(Excerpts from a dataset)
-.-.-
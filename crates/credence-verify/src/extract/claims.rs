//! Numeric claim and statistic extraction
//!
//! A fixed pattern table picks out percentage, monetary, and year-anchored
//! assertions. Explicitly simplistic: these fragments feed the fact-check
//! pass/fail ratio, nothing semantic happens with them.

use regex::Regex;
use serde::{Deserialize, Serialize};

use super::ClaimExtractor;

/// Kind of extracted claim fragment
#[derive(Debug, Clone, Copy, PartialEq, Eq, Serialize, Deserialize)]
#[serde(rename_all = "snake_case")]
pub enum ClaimKind {
    Percentage,
    Monetary,
    YearAnchored,
}

/// One extracted numeric claim fragment
#[derive(Debug, Clone, Serialize, Deserialize)]
pub struct Claim {
    pub kind: ClaimKind,
    /// Matched text fragment
    pub text: String,
    /// Byte offset of the match in the content body
    pub position: usize,
}

/// One extracted statistical data point with its captured groups
#[derive(Debug, Clone, Serialize, Deserialize)]
pub struct Statistic {
    pub kind: ClaimKind,
    pub text: String,
    /// Captured subgroups, e.g. subject and value
    pub groups: Vec<String>,
}

/// Pattern-table claim extractor
pub struct PatternClaimExtractor {
    claim_patterns: Vec<(ClaimKind, Regex)>,
    stat_patterns: Vec<(ClaimKind, Regex)>,
}

impl PatternClaimExtractor {
    /// Compile the pattern tables
    pub fn new() -> Self {
        let claim_patterns = vec![
            (
                ClaimKind::Percentage,
                Regex::new(r"(?i)\b\d+(?:[.,]\d+)?\s*(?:%|percent(?:age points?)?)")
                    .expect("static pattern"),
            ),
            (
                ClaimKind::Monetary,
                Regex::new(
                    r"(?i)(?:[$€£]\s?\d+(?:[.,]\d+)?|\b\d+(?:[.,]\d+)?\s*(?:thousand|million|billion|trillion)\b(?:\s*(?:dollars|euros|pounds))?)",
                )
                .expect("static pattern"),
            ),
            (
                ClaimKind::YearAnchored,
                Regex::new(
                    r"(?i)\b(?:rose|fell|grew|increased|decreased|reached|totaled|declined)\s+(?:by\s+)?\d+(?:[.,]\d+)?|\bin\s+(?:19|20)\d{2}\b",
                )
                .expect("static pattern"),
            ),
        ];

        let stat_patterns = vec![
            // "inflation reached 4.2%" / "unemployment was 7%"
            (
                ClaimKind::Percentage,
                Regex::new(
                    r"(?i)\b(\w+(?:\s+\w+)?)\s+(?:is|was|reached|totaled|stands at|hit)\s+(\d+(?:[.,]\d+)?)\s*%",
                )
                .expect("static pattern"),
            ),
            // "$5.5 billion" / "12 million euros"
            (
                ClaimKind::Monetary,
                Regex::new(
                    r"(?i)\b(\d+(?:[.,]\d+)?)\s*(thousand|million|billion|trillion)\s*(dollars|euros|pounds)?",
                )
                .expect("static pattern"),
            ),
            // "in 2024, revenue reached 300"
            (
                ClaimKind::YearAnchored,
                Regex::new(
                    r"(?i)\bin\s+((?:19|20)\d{2}),?\s+(\w+)\s+(?:reached|totaled|was|hit)\s+(\d+(?:[.,]\d+)?)",
                )
                .expect("static pattern"),
            ),
        ];

        Self {
            claim_patterns,
            stat_patterns,
        }
    }
}

impl Default for PatternClaimExtractor {
    fn default() -> Self {
        Self::new()
    }
}

impl ClaimExtractor for PatternClaimExtractor {
    fn claims(&self, text: &str, limit: usize) -> Vec<Claim> {
        if text.is_empty() {
            return Vec::new();
        }
        let mut claims = Vec::new();
        for (kind, pattern) in &self.claim_patterns {
            for m in pattern.find_iter(text) {
                claims.push(Claim {
                    kind: *kind,
                    text: m.as_str().to_string(),
                    position: m.start(),
                });
                if claims.len() >= limit {
                    return claims;
                }
            }
        }
        claims
    }

    fn statistics(&self, text: &str, limit: usize) -> Vec<Statistic> {
        if text.is_empty() {
            return Vec::new();
        }
        let mut stats = Vec::new();
        for (kind, pattern) in &self.stat_patterns {
            for caps in pattern.captures_iter(text) {
                let full = caps.get(0).map(|m| m.as_str().to_string()).unwrap_or_default();
                let groups = caps
                    .iter()
                    .skip(1)
                    .flatten()
                    .map(|m| m.as_str().to_string())
                    .collect();
                stats.push(Statistic {
                    kind: *kind,
                    text: full,
                    groups,
                });
                if stats.len() >= limit {
                    return stats;
                }
            }
        }
        stats
    }
}

#[cfg(test)]
mod tests {
    use super::*;

    #[test]
    fn test_percentage_claims() {
        let ex = PatternClaimExtractor::new();
        let claims = ex.claims("The market grew by 15% while costs rose 3.2 percent", 20);
        assert!(claims.iter().filter(|c| c.kind == ClaimKind::Percentage).count() >= 2);
    }

    #[test]
    fn test_monetary_claims() {
        let ex = PatternClaimExtractor::new();
        let claims = ex.claims("Revenue hit $4.5 billion, up from 3 billion euros", 20);
        assert!(claims.iter().any(|c| c.kind == ClaimKind::Monetary));
    }

    #[test]
    fn test_year_anchored_claims() {
        let ex = PatternClaimExtractor::new();
        let claims = ex.claims("In 2024 the sector expanded", 20);
        assert!(claims.iter().any(|c| c.kind == ClaimKind::YearAnchored));
    }

    #[test]
    fn test_claim_limit_enforced() {
        let ex = PatternClaimExtractor::new();
        let text: String = (0..100).map(|i| format!("{}% ", i)).collect();
        let claims = ex.claims(&text, 20);
        assert_eq!(claims.len(), 20);
    }

    #[test]
    fn test_empty_text_yields_nothing() {
        let ex = PatternClaimExtractor::new();
        assert!(ex.claims("", 20).is_empty());
        assert!(ex.statistics("", 30).is_empty());
    }

    #[test]
    fn test_statistics_capture_groups() {
        let ex = PatternClaimExtractor::new();
        let stats = ex.statistics("Unemployment reached 7.2% last quarter", 30);
        assert!(!stats.is_empty());
        assert!(stats[0].groups.iter().any(|g| g.contains("7.2")));
    }
}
-.-.-
### YOUR OBJECTIVE
Looking at the data above, return every line from the one with "impl ClaimExtractor for" down to the one with "for (kind, pattern) in &self.claim_patterns", exactly and inclusively.

### EXPECTED ANSWER
impl ClaimExtractor for PatternClaimExtractor {
    fn claims(&self, text: &str, limit: usize) -> Vec<Claim> {
        if text.is_empty() {
            return Vec::new();
        }
        let mut claims = Vec::new();
        for (kind, pattern) in &self.claim_patterns {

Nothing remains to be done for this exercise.